Top of DATA UNDER STUDY

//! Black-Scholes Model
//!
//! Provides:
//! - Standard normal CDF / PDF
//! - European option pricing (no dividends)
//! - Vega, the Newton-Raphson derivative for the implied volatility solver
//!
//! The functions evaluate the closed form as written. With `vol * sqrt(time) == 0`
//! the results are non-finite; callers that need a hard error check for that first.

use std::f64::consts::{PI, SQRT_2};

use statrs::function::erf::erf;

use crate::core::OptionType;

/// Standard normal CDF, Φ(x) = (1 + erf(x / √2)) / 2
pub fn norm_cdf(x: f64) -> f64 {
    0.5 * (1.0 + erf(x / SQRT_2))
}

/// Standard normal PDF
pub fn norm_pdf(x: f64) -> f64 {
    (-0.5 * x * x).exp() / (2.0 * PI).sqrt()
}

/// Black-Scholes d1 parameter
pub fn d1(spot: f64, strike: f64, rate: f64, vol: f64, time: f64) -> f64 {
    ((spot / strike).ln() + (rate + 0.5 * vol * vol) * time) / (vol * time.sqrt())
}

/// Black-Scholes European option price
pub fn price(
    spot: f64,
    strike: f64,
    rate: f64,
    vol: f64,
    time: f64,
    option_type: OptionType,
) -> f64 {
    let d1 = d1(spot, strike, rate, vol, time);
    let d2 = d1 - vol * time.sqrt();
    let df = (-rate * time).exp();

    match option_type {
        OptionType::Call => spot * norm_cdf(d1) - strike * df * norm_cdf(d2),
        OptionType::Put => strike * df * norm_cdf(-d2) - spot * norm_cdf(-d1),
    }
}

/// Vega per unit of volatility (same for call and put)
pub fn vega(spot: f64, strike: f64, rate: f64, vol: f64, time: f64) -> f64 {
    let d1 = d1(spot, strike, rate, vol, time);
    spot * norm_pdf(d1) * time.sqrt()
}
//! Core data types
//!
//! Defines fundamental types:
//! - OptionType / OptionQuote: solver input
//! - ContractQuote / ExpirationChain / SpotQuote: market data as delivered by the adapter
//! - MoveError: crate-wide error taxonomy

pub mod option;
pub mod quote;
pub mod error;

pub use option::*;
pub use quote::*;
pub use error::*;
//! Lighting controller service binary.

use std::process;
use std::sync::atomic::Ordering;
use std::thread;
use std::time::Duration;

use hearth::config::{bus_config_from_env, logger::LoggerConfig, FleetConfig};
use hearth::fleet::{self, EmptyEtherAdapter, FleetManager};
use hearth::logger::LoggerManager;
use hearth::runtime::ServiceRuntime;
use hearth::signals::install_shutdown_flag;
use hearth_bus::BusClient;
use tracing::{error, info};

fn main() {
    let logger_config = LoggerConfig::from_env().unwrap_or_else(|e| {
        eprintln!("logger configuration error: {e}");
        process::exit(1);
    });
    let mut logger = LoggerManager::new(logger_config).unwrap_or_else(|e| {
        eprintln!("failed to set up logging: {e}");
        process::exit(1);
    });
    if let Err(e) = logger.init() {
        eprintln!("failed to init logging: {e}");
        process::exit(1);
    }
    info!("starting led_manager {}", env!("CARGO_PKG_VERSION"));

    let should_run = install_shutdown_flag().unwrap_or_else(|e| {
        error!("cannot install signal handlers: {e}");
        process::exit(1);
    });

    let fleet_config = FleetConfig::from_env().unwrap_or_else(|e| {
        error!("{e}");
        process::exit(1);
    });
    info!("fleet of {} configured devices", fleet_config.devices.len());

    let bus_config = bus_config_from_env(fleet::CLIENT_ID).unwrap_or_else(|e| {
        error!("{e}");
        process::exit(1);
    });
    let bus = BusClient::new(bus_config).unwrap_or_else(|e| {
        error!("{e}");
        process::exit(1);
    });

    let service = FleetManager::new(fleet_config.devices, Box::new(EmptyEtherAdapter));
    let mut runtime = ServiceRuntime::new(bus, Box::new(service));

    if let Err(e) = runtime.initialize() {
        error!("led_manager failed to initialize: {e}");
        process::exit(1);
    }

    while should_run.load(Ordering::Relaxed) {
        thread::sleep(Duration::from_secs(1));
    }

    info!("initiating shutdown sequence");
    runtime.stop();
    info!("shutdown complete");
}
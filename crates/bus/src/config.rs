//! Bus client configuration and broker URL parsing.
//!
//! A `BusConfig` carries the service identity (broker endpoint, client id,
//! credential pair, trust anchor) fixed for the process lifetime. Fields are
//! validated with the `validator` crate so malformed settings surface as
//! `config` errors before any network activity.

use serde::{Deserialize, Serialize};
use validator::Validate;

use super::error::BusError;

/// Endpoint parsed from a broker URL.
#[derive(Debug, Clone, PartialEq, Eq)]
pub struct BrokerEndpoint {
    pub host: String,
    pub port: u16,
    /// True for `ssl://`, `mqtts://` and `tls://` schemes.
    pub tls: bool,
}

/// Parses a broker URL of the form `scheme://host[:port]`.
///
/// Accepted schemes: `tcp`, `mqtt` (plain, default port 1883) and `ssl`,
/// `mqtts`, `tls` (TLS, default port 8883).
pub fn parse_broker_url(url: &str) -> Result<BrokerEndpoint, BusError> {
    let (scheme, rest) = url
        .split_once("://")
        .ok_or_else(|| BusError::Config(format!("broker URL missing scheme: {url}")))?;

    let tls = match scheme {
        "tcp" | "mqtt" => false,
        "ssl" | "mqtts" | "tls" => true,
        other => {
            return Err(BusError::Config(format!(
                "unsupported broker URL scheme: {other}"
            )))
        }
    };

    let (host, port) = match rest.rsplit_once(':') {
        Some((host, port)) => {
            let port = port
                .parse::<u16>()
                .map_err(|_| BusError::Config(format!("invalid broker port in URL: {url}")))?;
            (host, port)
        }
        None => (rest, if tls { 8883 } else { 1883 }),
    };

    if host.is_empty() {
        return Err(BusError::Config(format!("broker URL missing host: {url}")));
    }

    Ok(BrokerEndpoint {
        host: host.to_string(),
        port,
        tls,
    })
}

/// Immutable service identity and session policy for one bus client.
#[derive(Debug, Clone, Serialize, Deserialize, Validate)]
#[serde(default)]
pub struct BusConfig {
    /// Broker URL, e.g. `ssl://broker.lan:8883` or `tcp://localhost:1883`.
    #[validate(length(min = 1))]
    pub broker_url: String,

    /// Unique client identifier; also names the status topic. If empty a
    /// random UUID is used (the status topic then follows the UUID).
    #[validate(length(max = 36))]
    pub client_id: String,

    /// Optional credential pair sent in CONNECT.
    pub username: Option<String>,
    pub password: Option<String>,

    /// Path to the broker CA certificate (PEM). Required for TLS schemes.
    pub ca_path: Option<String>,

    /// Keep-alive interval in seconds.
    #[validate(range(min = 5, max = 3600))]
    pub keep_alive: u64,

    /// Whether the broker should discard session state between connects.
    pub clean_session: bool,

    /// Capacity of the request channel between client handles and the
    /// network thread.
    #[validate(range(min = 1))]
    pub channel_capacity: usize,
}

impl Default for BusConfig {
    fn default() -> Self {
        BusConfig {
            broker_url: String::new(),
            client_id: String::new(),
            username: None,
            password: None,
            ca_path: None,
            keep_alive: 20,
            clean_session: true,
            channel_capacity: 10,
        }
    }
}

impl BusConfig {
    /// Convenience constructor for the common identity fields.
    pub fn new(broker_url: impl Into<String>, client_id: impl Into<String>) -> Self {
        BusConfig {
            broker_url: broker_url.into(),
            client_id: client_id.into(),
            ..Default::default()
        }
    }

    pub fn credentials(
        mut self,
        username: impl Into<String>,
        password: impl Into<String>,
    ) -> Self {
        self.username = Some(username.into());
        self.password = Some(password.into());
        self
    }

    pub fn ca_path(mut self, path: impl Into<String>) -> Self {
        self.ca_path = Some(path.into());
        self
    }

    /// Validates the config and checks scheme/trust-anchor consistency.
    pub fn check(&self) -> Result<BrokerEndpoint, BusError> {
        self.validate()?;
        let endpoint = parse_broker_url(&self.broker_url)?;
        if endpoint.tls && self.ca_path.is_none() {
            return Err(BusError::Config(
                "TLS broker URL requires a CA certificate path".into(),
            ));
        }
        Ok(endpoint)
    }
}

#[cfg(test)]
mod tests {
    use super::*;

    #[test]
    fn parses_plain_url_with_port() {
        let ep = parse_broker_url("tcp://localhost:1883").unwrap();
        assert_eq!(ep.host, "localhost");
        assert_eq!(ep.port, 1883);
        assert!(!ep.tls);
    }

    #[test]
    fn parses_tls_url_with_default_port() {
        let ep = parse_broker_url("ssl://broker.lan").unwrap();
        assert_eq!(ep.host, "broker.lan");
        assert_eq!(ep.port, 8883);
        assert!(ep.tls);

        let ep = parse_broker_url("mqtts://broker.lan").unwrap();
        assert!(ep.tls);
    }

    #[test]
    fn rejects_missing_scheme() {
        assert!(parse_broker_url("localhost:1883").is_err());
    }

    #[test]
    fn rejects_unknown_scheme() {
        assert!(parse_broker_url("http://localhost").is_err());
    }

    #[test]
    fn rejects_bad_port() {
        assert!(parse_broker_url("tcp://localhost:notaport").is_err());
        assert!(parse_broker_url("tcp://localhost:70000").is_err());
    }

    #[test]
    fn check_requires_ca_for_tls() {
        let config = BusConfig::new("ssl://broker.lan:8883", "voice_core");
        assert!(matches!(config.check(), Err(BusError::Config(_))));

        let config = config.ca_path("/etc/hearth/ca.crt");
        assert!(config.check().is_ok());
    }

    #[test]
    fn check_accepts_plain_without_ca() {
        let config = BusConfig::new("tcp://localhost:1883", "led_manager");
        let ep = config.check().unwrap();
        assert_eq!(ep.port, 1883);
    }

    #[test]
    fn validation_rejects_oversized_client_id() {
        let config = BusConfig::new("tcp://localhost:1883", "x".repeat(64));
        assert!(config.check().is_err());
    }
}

Bottom of DATA UNDER STUDY

WHAT IS EXPECTED:
If a line in the records holds the string "Clone", copy it.

ANSWER FOR THIS EXERCISE:
#[derive(Debug, Clone, PartialEq, Eq)]
#[derive(Debug, Clone, Serialize, Deserialize, Validate)]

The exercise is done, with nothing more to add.